Synthesis, characterization and performance of acidic geopolymer mulch based on industrial waste in sand soils

Zahra Barahooei

, Somayeh Ghasemi ^*

, Somayeh Bakhtiari

Associate Professor, Department of Arid and Desert Areas Management, Faculty of Natural Resources and Desert Studies, University of Yazd, Yazd, Iran , s.ghasemi@yazd.ac.ir

Abstract: (352 Views)

1. Introduction
Wind erosion and dust emission pose significant environmental challenges, particularly in arid and semi-arid regions, affecting over 41 percentage of the Earth's land surface and nearly two billion people, primarily in developing nations (Komaei et al., 2023). Unsustainable agricultural practices, deforestation, and climate change have exacerbated soil degradation, leading to annual dust emissions of up to 3000 million tons, which adversely impact air quality, water resources, and agricultural productivity (de Farias et al., 2020). Traditional soil stabilization methods, such as Portland cement and lime, are energy-intensive and contribute substantially to CO₂ emissions (Shariatmadari et al., 2021). As an eco-friendly alternative, geopolymers—aluminosilicate-based materials activated by alkaline or acidic solutions—have emerged as sustainable binders for soil stabilization (Tchakouté et al., 2017). Acidic geopolymers, particularly those activated by phosphoric acid, exhibit superior mechanical strength and thermal stability due to the formation of Si-Al-P networks (Tchakouté et al., 2017)
Industrial by-products, such as ceramic tile waste (CTW) and iron ore tailings (IOT), are promising precursors for geopolymer synthesis, offering both economic and environmental benefits (Behforouz et al., 2020). CTW, rich in amorphous silica and alumina, and IOT, containing iron oxides and aluminosilicates, are ideal for geopolymer production (Prates et al., 2023).

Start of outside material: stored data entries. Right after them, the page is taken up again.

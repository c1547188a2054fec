//! Construction options for row-matrix operators.
//!
//! This module provides the `RowMatrixOptions` struct, which controls how a
//! `BasicRowMatrix` labels itself, how it decides triangularity during the
//! numeric pass, and whether the general (four-map) constructor computes
//! constants immediately.

/// How the numeric pass decides whether an entry lies off the diagonal.
#[derive(Debug, Clone, Copy, PartialEq, Eq, Default)]
pub enum TriangularityPolicy {
    /// Compare the entry's global column index with the row's global index.
    #[default]
    GlobalIndex,
    /// Compare the entry's position within the extracted row with the local
    /// row index. Only agrees with `GlobalIndex` when rows are extracted in
    /// column order starting at the diagonal; kept for callers whose
    /// triangular-solve dispatch was tuned against it.
    ExtractionPosition,
}

/// Row-matrix options.
#[derive(Debug, Clone)]
pub struct RowMatrixOptions {
    /// Operator label
    pub label: String,

    /// Triangularity detection policy
    pub triangularity: TriangularityPolicy,

    /// Run the structural and numeric passes inside the four-map constructor
    pub eager_constants: bool,
}

impl Default for RowMatrixOptions {
    fn default() -> Self {
        RowMatrixOptions {
            label: "distmat::BasicRowMatrix".to_string(),
            triangularity: TriangularityPolicy::default(),
            eager_constants: false,
        }
    }
}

This study investigates the feasibility of using CTW and IOT-based acidic geopolymers for sand dune stabilization, focusing on their compressive strength, microstructure, and ecological impact.

2. Methodology
In this study, phosphoric acid was combined with different ratios of IOT and CTW, and five types of acidic geopolymers were prepared, including CTW₁₀₀, CTW₇₅IOT₂₅, CTW₅₀IOT₅₀, CTW₂₅IOT₇₅, and IOT₁₀₀. The compressive strength of sand treated with 10 and 20 percent levels of acidic geopolymers was determined, and finally the polymer with the highest compressive strength was selected for further tests. The surface morphology of the geopolymer selected based on the compressive strength results was obtained by SEM. The chemical composition and mineral phase composition of the geopolymers were also determined using XRF and XRD, respectively. The pH value, electrical conductivity (EC), seed germination, microbial population and wind erosion resistance of the geopolymer-treated sand were also investigated.

3. Results
The results of the compressive strength evaluation for sand treated with 10% and 20% levels of acid-geopolymers synthesized from IOT and CTW showed that in all treatments except CTW₁₀₀, increasing the geopolymer percentage from 10% to 20% led to a significant increase in compressive strength. At the 20% level, with an increase in the proportion of IOT in the geopolymer composition, the compressive strength increased significantly. The highest compressive strength values were observed in the CTW₂₅IOT₇₅ (2.2 kg/cm²) and IOT₁₀₀ (3.2 kg/cm²) treatments, which were above the minimum standard (2 kg/cm²) set by the Environmental Protection Agency. Accordingly, these two geopolymers were selected for further testing.
X-ray diffraction (XRD) results of the IOT100 geopolymer revealed the formation of antigorite, chlorite, and iron phases. In the CTW₂₅IOT₇₅ geopolymer, albite, chlorite, and quartz phases were identified. Scanning electron microscopy (SEM) images confirmed a dense and cohesive structure in both geopolymers, indicating the presence of an aluminosilicate gel and the formation of compact tetrahedral phases with low porosity. These microstructural characteristics are the primary reason for achieving high compressive strength.
The application of both geopolymers resulted in a significant decrease in the pH of the sand compared to the control sample. While the CTW₂₅IOT₇₅ geopolymer had no significant effect on EC, IOT₁₀₀ caused a significant increase. However, the values of both parameters remained within the acceptable range of environmental standards. The results of the sorghum seed germination test showed that the application of these geopolymers had no negative effect on the germination percentage. Furthermore, the microbial population of the sand was significantly affected by the geopolymers, with the microbial population increasing by 400% and 275% in the CTW₂₅IOT₇₅ and IOT₁₀₀ treatments, respectively, compared to the control. The most significant outcome was the geopolymers' remarkable effect on controlling wind erosion; the wind erosion rate in sand stabilized with either geopolymer was reduced to nearly zero compared to the control sample, which had no resistance.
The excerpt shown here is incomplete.